Players in North America who purchase the $39.99 connector can link to Sony’s network through a number of new games, including the military shoot-’em-up “SOCOM: U.S. Navy SEALs” and the football simulator “Madden NFL 2003.”
The service is designed to expand the community of PlayStation 2 gamers beyond friends playing together on the same console, said Kaz Hirai, president of Sony Computer Entertainment of America.
“If you know you’re good, instead of beating up your friends all the time you can go out into the network and compete with others who are just as cocky as you are,” he joked.
Sony hopes to ship about 400,000 of the adapters by the end of the year, Hirai said. About 11 million PlayStation 2 units have been sold in North America.
Amid fierce competition between three major console manufacturers, Sony is first to roll out its online service.

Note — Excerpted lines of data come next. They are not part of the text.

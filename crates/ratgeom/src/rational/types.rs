//! The `Rational` value type: construction, accessors, ordering, constants.

use std::cmp::Ordering;
use std::sync::LazyLock;

use num_bigint::BigInt;
use num_integer::Integer;
use num_traits::{One, Signed, Zero};

use crate::error::{GeomError, Result};

/// Exact rational number `numer / denom`.
///
/// Invariants:
/// - `denom > 0`.
/// - `gcd(|numer|, denom) = 1` (so zero is stored as `0/1`).
#[derive(Clone, Debug, PartialEq, Eq, Hash)]
pub struct Rational {
    numer: BigInt,
    denom: BigInt,
}

pub static ZERO: LazyLock<Rational> = LazyLock::new(|| Rational::from_integer(BigInt::zero()));
pub static ONE: LazyLock<Rational> = LazyLock::new(|| Rational::from_integer(BigInt::one()));
pub static TWO: LazyLock<Rational> = LazyLock::new(|| Rational::from_integer(BigInt::from(2)));
pub static ONE_HALF: LazyLock<Rational> = LazyLock::new(|| Rational::reduced(BigInt::one(), BigInt::from(2)));
pub static MINUS_ONE: LazyLock<Rational> = LazyLock::new(|| Rational::from_integer(-BigInt::one()));

impl Rational {
    /// Build `numer / denom` in reduced, sign-normalized form.
    pub fn new(numer: impl Into<BigInt>, denom: impl Into<BigInt>) -> Result<Self> {
        let (numer, denom) = (numer.into(), denom.into());
        if denom.is_zero() {
            return Err(GeomError::DivideByZero);
        }
        Ok(Self::reduced(numer, denom))
    }

    /// Reduce a pair known to have a non-zero denominator.
    pub(crate) fn reduced(mut numer: BigInt, mut denom: BigInt) -> Self {
        debug_assert!(!denom.is_zero());
        if denom.is_negative() {
            numer = -numer;
            denom = -denom;
        }
        let g = numer.gcd(&denom);
        if !g.is_one() {
            numer /= &g;
            denom /= &g;
        }
        Self { numer, denom }
    }

    #[inline]
    pub fn from_integer(i: BigInt) -> Self {
        Self {
            numer: i,
            denom: BigInt::one(),
        }
    }

    /// Exact `2^k` for any `k`, built by shifting rather than repeated multiplication.
    pub fn pow2(k: i64) -> Self {
        let shift = k.unsigned_abs();
        let p = BigInt::one() << shift;
        if k >= 0 {
            Self::from_integer(p)
        } else {
            Self {
                numer: BigInt::one(),
                denom: p,
            }
        }
    }

    #[inline]
    pub fn numer(&self) -> &BigInt {
        &self.numer
    }

    #[inline]
    pub fn denom(&self) -> &BigInt {
        &self.denom
    }

    #[inline]
    pub fn is_negative(&self) -> bool {
        self.numer.is_negative()
    }

    #[inline]
    pub fn is_positive(&self) -> bool {
        self.numer.is_positive()
    }

    #[inline]
    pub fn is_integer(&self) -> bool {
        self.denom.is_one()
    }

    pub fn abs(&self) -> Self {
        Self {
            numer: self.numer.abs(),
            denom: self.denom.clone(),
        }
    }

    /// `1 / self`; fails on zero.
    pub fn recip(&self) -> Result<Self> {
        Self::new(self.denom.clone(), self.numer.clone())
    }

    /// Integer power; negative exponents go through the reciprocal.
    pub fn pow(&self, expt: i32) -> Result<Self> {
        let base = if expt < 0 { self.recip()? } else { self.clone() };
        let e = expt.unsigned_abs() as usize;
        Ok(Self {
            numer: num_traits::pow(base.numer, e),
            denom: num_traits::pow(base.denom, e),
        })
    }

    /// Largest rational `g` such that both `a/g` and `b/g` are integers.
    pub fn gcd(a: &Self, b: &Self) -> Self {
        let x = &a.numer * &b.denom;
        let y = &b.numer * &a.denom;
        let d = &a.denom * &b.denom;
        Self::reduced(x.gcd(&y), d)
    }

    /// Smallest non-negative rational that is an integer multiple of both.
    pub fn lcm(a: &Self, b: &Self) -> Self {
        let x = &a.numer * &b.denom;
        let y = &b.numer * &a.denom;
        let d = &a.denom * &b.denom;
        Self::reduced(x.lcm(&y), d)
    }

    /// `self / rhs`, failing instead of panicking on a zero divisor.
    pub fn checked_div(&self, rhs: &Self) -> Result<Self> {
        Self::new(&self.numer * &rhs.denom, &self.denom * &rhs.numer)
    }

    /// `-1`, `0` or `1`.
    #[inline]
    pub fn signum(&self) -> i32 {
        match self.numer.sign() {
            num_bigint::Sign::Minus => -1,
            num_bigint::Sign::NoSign => 0,
            num_bigint::Sign::Plus => 1,
        }
    }
}

impl Ord for Rational {
    /// Cross-multiplication against the positive denominators; no division.
    fn cmp(&self, other: &Self) -> Ordering {
        if self.denom == other.denom {
            return self.numer.cmp(&other.numer);
        }
        (&self.numer * &other.denom).cmp(&(&other.numer * &self.denom))
    }
}

impl PartialOrd for Rational {
    fn partial_cmp(&self, other: &Self) -> Option<Ordering> {
        Some(self.cmp(other))
    }
}

impl Default for Rational {
    fn default() -> Self {
        Self::zero()
    }
}

impl Zero for Rational {
    #[inline]
    fn zero() -> Self {
        Self::from_integer(BigInt::zero())
    }
    #[inline]
    fn is_zero(&self) -> bool {
        self.numer.is_zero()
    }
}

impl One for Rational {
    #[inline]
    fn one() -> Self {
        Self::from_integer(BigInt::one())
    }
}

impl From<BigInt> for Rational {
    fn from(i: BigInt) -> Self {
        Self::from_integer(i)
    }
}

macro_rules! from_primitive_int {
    ($($t:ty),*) => {$(
        impl From<$t> for Rational {
            #[inline]
            fn from(i: $t) -> Self {
                Self::from_integer(BigInt::from(i))
            }
        }
    )*};
}

from_primitive_int!(i8, i16, i32, i64, i128, isize, u8, u16, u32, u64, u128, usize);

Microsoft’s Xbox plans to launch its own version in November. Although Nintendo’s GameCube has the capability for Internet connectivity, the company has no immediate plan to connect users online.
Recording industry reports
further decline in CD sales
LOS ANGELES — Compact disc music sales decreased 7 percent during the first half of the year, a further indication that online music sharing sites are hurting the recording industry, a trade group said Monday.
The new figures, compiled by PricewaterhouseCoopers, follow a 5.3 percent drop in CD shipments last year and 6 percent falloff in 2000, according to the Recording Industry Association of America.
In addition to the sales data, the RIAA released a separate survey of Internet users’ music habits, which found that most consumers between the ages of 12 and 54 bought fewer CDs as they downloaded more tracks.
Previous studies independent of the music industry have suggested that access to free music on the Web actually encourages consumers to experiment with new acts and by more CDs.
“We find a striking connection between people who say they are downloading more and buying less,” said Geoff Garin, the pollster for Peter D. Hart Research Associates who conducted the survey of 860 consumers for the RIAA in May.
Report: San Diego executives worked
as FBI informants
SAN DIEGO — Local sporting good executives reportedly worked as undercover FBI informants in an investigation of global price-fixing by makers of carbon fiber, a crucial material in the U.S. defense industry.
Executives at Horizon Sports Technologies said that for nearly two years they wore wires and recorded phone conversations with representatives of the carbon fiber companies, The San Diego Union-Tribune reported Sunday.
The strong, lightweight material is used in satellites, stealth aircraft and a wide range of other military equipment. It’s also used in graphite golf club shafts, bicycle frames and race cars.